For those who are still eager to take the risk, here are four essential lessons learned from those who made the leap, and didn't achieve the success they'd envisioned — so you don't follow in their footsteps.
Lesson #1: Save, save, save
Money doesn't guarantee future success, but it does provide an insurance policy that can help you sleep easier at night after you bid adieu to that steady paycheck.
Stacy Cullen* had a high-pressure job as a chief marketing officer for a brokerage firm when the idea for opening a branded retail chain — a "Starbucks for flowers" as she puts it — started brewing.
After figuring out how much it would cost to purchase a small business, pay herself a salary, and make everything work financially, the wife and mom of three quit her lucrative job, cashed in her stock options, and bought a small flower shop near her family's home in Larchmont, N.Y. That was August 2009. Just one month later, the stock market crashed.
"I realized it was going to take me much longer to turn around the business once the recession hit," says Cullen. "Flowers were a luxury item, and I had all these plans for sales growth, but discretionary spending just dried up."
Fortunately, because she had saved so much money, she was able to cut her losses after just four months and return to the corporate world relatively unscathed — losing about $30,000 total — and work just part-time at the flower shop until a corporate buyer showed up to buy the business.
Silverman, meanwhile, says she wished she had saved more money, and spent less, before striking out on her own. Shortly after she left her full-time job, she was enjoying a "comfy retainer" from a freelance contract — until 9/11 happened and she was forced to hustle for work.
"I think that one thing that I learned is that if I managed my finances better when I was making a lot of money, it might have been easier when I wasn't," says Silverman. "Manage your money well while you're making it."
Lesson #2: Know thyself
Cullen liked flowers as much as anyone. She just wasn't passionate about them. She also discovered she was even less passionate about the nuts and bolts of running her own operation.

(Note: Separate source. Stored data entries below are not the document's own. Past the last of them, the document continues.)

//! Per-device sync bookkeeping persisted between runs.
//!
//! Tracks the stable device identifier, the server continuation token, and a
//! per-record version counter with tombstones for deletions. Versions are the
//! conflict currency: the server keeps whichever copy of a record carries the
//! higher version.

use crate::sync::models::VaultFileMetadata;
use crate::vault::{MetadataBlob, VaultCipher, VaultEntry};
use crate::{Result, VaultError};
use chrono::Utc;
use serde::{Deserialize, Serialize};
use std::collections::HashMap;
use std::path::{Path, PathBuf};
use uuid::Uuid;

/// Version bookkeeping for one record id.
#[derive(Debug, Clone, Serialize, Deserialize)]
pub struct RecordVersion {
    pub version: i64,
    pub is_deleted: bool,
}

#[derive(Debug, Serialize, Deserialize)]
struct PersistedState {
    device_id: String,
    sync_token: String,
    #[serde(default)]
    versions: HashMap<String, RecordVersion>,
}

/// Durable sync state for this device.
pub struct SyncState {
    path: PathBuf,
    device_id: String,
    sync_token: String,
    versions: HashMap<String, RecordVersion>,
}

impl SyncState {
    /// Load the state file, or create a fresh identity if none exists yet.
    ///
    /// A fresh state starts with an empty continuation token, which asks the
    /// server for its full record set on the first exchange.
    pub fn load_or_create<P: AsRef<Path>>(path: P) -> Result<Self> {
        let path = path.as_ref().to_path_buf();

        match std::fs::read(&path) {
            Ok(bytes) => {
                let persisted: PersistedState = serde_json::from_slice(&bytes)
                    .map_err(|e| VaultError::InvalidInput(format!("Malformed sync state: {}", e)))?;
                Ok(Self {
                    path,
                    device_id: persisted.device_id,
                    sync_token: persisted.sync_token,
                    versions: persisted.versions,
                })
            }
            Err(e) if e.kind() == std::io::ErrorKind::NotFound => {
                let state = Self {
                    path,
                    device_id: Uuid::new_v4().to_string(),
                    sync_token: String::new(),
                    versions: HashMap::new(),
                };
                state.save()?;
                Ok(state)
            }
            Err(e) => Err(e.into()),
        }
    }

    pub fn device_id(&self) -> &str {
        &self.device_id
    }

    pub fn sync_token(&self) -> &str {
        &self.sync_token
    }

    /// Adopt the continuation token returned by the server and persist.
    pub fn set_sync_token(&mut self, token: &str) -> Result<()> {
        self.sync_token = token.to_string();
        self.save()
    }

    /// Current version of a record, if this device has ever tracked it.
    pub fn version_of(&self, id: &Uuid) -> Option<&RecordVersion> {
        self.versions.get(&id.to_string())
    }

    /// Bump the version for a modified record. New records start at 1.
    pub fn record_modified(&mut self, id: &Uuid) -> Result<i64> {
        let slot = self
            .versions
            .entry(id.to_string())
            .or_insert(RecordVersion {
                version: 0,
                is_deleted: false,
            });
        slot.version += 1;
        slot.is_deleted = false;

        let version = slot.version;
        self.save()?;
        Ok(version)
    }

    /// Mark a record deleted, bumping its version so the tombstone wins
    /// against the stale live copy on other devices.
    pub fn record_deleted(&mut self, id: &Uuid) -> Result<i64> {
        let slot = self
            .versions
            .entry(id.to_string())
            .or_insert(RecordVersion {
                version: 0,
                is_deleted: false,
            });
        slot.version += 1;
        slot.is_deleted = true;

        let version = slot.version;
        self.save()?;
        Ok(version)
    }

    /// Merge server-side state into local bookkeeping after an exchange.
    pub fn absorb_remote(&mut self, updated: &[(String, i64)], deleted: &[String]) -> Result<()> {
        for (id, version) in updated {
            let slot = self.versions.entry(id.clone()).or_insert(RecordVersion {
                version: 0,
                is_deleted: false,
            });
            if *version > slot.version {
                slot.version = *version;
                slot.is_deleted = false;
            }
        }
        for id in deleted {
            if let Some(slot) = self.versions.get_mut(id) {
                slot.is_deleted = true;
            }
        }
        self.save()
    }

    /// Build the outbound record set for a push: one encrypted metadata blob
    /// per live vault entry plus tombstones for everything tracked as deleted.
    ///
    /// Requires the vault to be unlocked; the server never sees plaintext.
    pub fn prepare_records(
        &mut self,
        cipher: &VaultCipher,
        entries: &[VaultEntry],
    ) -> Result<Vec<VaultFileMetadata>> {
        let mut records = Vec::with_capacity(entries.len());
        let now = Utc::now();

        for entry in entries {
            let blob = MetadataBlob {
                filename: entry.original_name.clone(),
                size: entry.size,
                date_added: entry.date_added.timestamp(),
                file_id: entry.id.to_string(),
            };
            let encrypted_metadata = cipher.encrypt_metadata_blob(&blob)?;

            let version = match self.versions.get(&entry.id.to_string()) {
                Some(v) => v.version,
                None => self.record_modified(&entry.id)?,
            };

            records.push(VaultFileMetadata {
                id: entry.id,
                encrypted_metadata,
                version,
                last_modified: now,
                is_deleted: false,
            });
        }

        for (id, slot) in &self.versions {
            if !slot.is_deleted {
                continue;
            }
            let id = match Uuid::parse_str(id) {
                Ok(id) => id,
                Err(_) => continue,
            };
            records.push(VaultFileMetadata {
                id,
                encrypted_metadata: String::new(),
                version: slot.version,
                last_modified: now,
                is_deleted: true,
            });
        }

        Ok(records)
    }

    fn save(&self) -> Result<()> {
        if let Some(parent) = self.path.parent() {
            std::fs::create_dir_all(parent)?;
        }
        let persisted = PersistedState {
            device_id: self.device_id.clone(),
            sync_token: self.sync_token.clone(),
            versions: self.versions.clone(),
        };
        let json = serde_json::to_vec_pretty(&persisted)
            .map_err(|e| VaultError::InvalidInput(format!("Unserializable sync state: {}", e)))?;
        std::fs::write(&self.path, json)?;
        Ok(())
    }
}

#[cfg(test)]
mod tests {
    use super::*;
    use crate::audit::AuditLog;
    use crate::events::EventBus;
    use crate::keystore::MemoryStore;
    use std::sync::Arc;
    use tempfile::TempDir;

    fn state_path(dir: &TempDir) -> PathBuf {
        dir.path().join("sync_state.json")
    }

    fn unlocked_cipher(dir: &TempDir) -> VaultCipher {
        let audit = Arc::new(AuditLog::new(dir.path().join("audit.json")));
        let cipher = VaultCipher::new(Arc::new(MemoryStore::new()), audit, EventBus::new());
        cipher.setup("correct-horse").unwrap();
        cipher
    }

    fn entry_named(dir: &TempDir, id: Uuid, name: &str) -> VaultEntry {
        VaultEntry {
            id,
            original_name: name.to_string(),
            ciphertext_path: dir.path().join(format!("{}.encrypted", id)),
            date_added: Utc::now(),
            size: 42,
            analysis: None,
        }
    }

    #[test]
    fn fresh_state_generates_stable_device_id() {
        let dir = TempDir::new().unwrap();
        let first = SyncState::load_or_create(state_path(&dir)).unwrap();
        let device_id = first.device_id().to_string();
        assert!(!device_id.is_empty());
        assert_eq!(first.sync_token(), "");
        drop(first);

        let second = SyncState::load_or_create(state_path(&dir)).unwrap();
        assert_eq!(second.device_id(), device_id);
    }

    #[test]
    fn versions_start_at_one_and_increment() {
        let dir = TempDir::new().unwrap();
        let mut state = SyncState::load_or_create(state_path(&dir)).unwrap();
        let id = Uuid::new_v4();

        assert_eq!(state.record_modified(&id).unwrap(), 1);
        assert_eq!(state.record_modified(&id).unwrap(), 2);
        assert_eq!(state.version_of(&id).unwrap().version, 2);
        assert!(!state.version_of(&id).unwrap().is_deleted);
    }

    #[test]
    fn deletion_bumps_version_and_sets_tombstone() {
        let dir = TempDir::new().unwrap();
        let mut state = SyncState::load_or_create(state_path(&dir)).unwrap();
        let id = Uuid::new_v4();

        state.record_modified(&id).unwrap();
        assert_eq!(state.record_deleted(&id).unwrap(), 2);
        assert!(state.version_of(&id).unwrap().is_deleted);
    }

    #[test]
    fn token_and_versions_survive_reload() {
        let dir = TempDir::new().unwrap();
        let id = Uuid::new_v4();
        {
            let mut state = SyncState::load_or_create(state_path(&dir)).unwrap();
            state.record_modified(&id).unwrap();
            state.set_sync_token("token-17").unwrap();
        }

        let state = SyncState::load_or_create(state_path(&dir)).unwrap();
        assert_eq!(state.sync_token(), "token-17");
        assert_eq!(state.version_of(&id).unwrap().version, 1);
    }

    #[test]
    fn absorb_remote_keeps_higher_local_version() {
        let dir = TempDir::new().unwrap();
        let mut state = SyncState::load_or_create(state_path(&dir)).unwrap();
        let id = Uuid::new_v4();

        state.record_modified(&id).unwrap();
        state.record_modified(&id).unwrap();
        state.record_modified(&id).unwrap();

        state
            .absorb_remote(&[(id.to_string(), 2)], &[])
            .unwrap();
        assert_eq!(state.version_of(&id).unwrap().version, 3);

        state
            .absorb_remote(&[(id.to_string(), 9)], &[])
            .unwrap();
        assert_eq!(state.version_of(&id).unwrap().version, 9);
    }

    #[test]
    fn absorb_remote_marks_deleted_ids_as_tombstones() {
        let dir = TempDir::new().unwrap();
        let mut state = SyncState::load_or_create(state_path(&dir)).unwrap();
        let id = Uuid::new_v4();

        state.record_modified(&id).unwrap();
        state.absorb_remote(&[], &[id.to_string()]).unwrap();

        let slot = state.version_of(&id).unwrap();
        assert!(slot.is_deleted);
        assert_eq!(slot.version, 1);
    }

    #[test]
    fn prepare_records_builds_live_records_and_tombstones() {
        let dir = TempDir::new().unwrap();
        let mut state = SyncState::load_or_create(state_path(&dir)).unwrap();
        let cipher = unlocked_cipher(&dir);

        let live_id = Uuid::new_v4();
        let entry = entry_named(&dir, live_id, "report.pdf");

        let gone_id = Uuid::new_v4();
        state.record_modified(&gone_id).unwrap();
        state.record_deleted(&gone_id).unwrap();

        let records = state.prepare_records(&cipher, &[entry]).unwrap();
        assert_eq!(records.len(), 2);

        let live = records.iter().find(|r| r.id == live_id).unwrap();
        assert!(!live.is_deleted);
        assert_eq!(live.version, 1);
        // Opaque to the server: an encrypted blob, never the plaintext name.
        assert!(!live.encrypted_metadata.is_empty());
        assert!(!live.encrypted_metadata.contains("report.pdf"));

        let tombstone = records.iter().find(|r| r.id == gone_id).unwrap();
        assert!(tombstone.is_deleted);
        assert_eq!(tombstone.version, 2);
        assert!(tombstone.encrypted_metadata.is_empty());
    }

    #[test]
    fn prepare_records_keeps_existing_versions_for_known_entries() {
        let dir = TempDir::new().unwrap();
        let mut state = SyncState::load_or_create(state_path(&dir)).unwrap();
        let cipher = unlocked_cipher(&dir);

        let id = Uuid::new_v4();
        state.record_modified(&id).unwrap();
        state.record_modified(&id).unwrap();

        let entry = entry_named(&dir, id, "notes.txt");
        let records = state.prepare_records(&cipher, &[entry]).unwrap();
        assert_eq!(records.len(), 1);
        assert_eq!(records[0].version, 2);
    }

    #[test]
    fn prepare_records_requires_unlocked_vault() {
        let dir = TempDir::new().unwrap();
        let mut state = SyncState::load_or_create(state_path(&dir)).unwrap();
        let cipher = unlocked_cipher(&dir);
        cipher.lock();

        let id = Uuid::new_v4();
        let entry = entry_named(&dir, id, "locked.txt");
        assert!(matches!(
            state.prepare_records(&cipher, &[entry]),
            Err(VaultError::VaultLocked)
        ));
    }

    #[test]
    fn malformed_state_file_is_an_error() {
        let dir = TempDir::new().unwrap();
        let path = state_path(&dir);
        std::fs::write(&path, b"{not json").unwrap();
        assert!(matches!(
            SyncState::load_or_create(&path),
            Err(VaultError::InvalidInput(_))
        ));
    }
}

"Being a small business owner wasn't for me," says Cullen. "There's so many logistical tasks that you have to do." Among them, she cites all the government paperwork just to set up shop, and managing payroll for her employees. Plus, "if you're out of flowers, you're the guy who's got to go pick them up," she says. "There's just so many tasks when you're the owner-operator that I wasn't really prepared for, to be honest. I came from a world of having a big staff and a lot of employees, and what I completely underestimated was how all-consuming being a small business owner is."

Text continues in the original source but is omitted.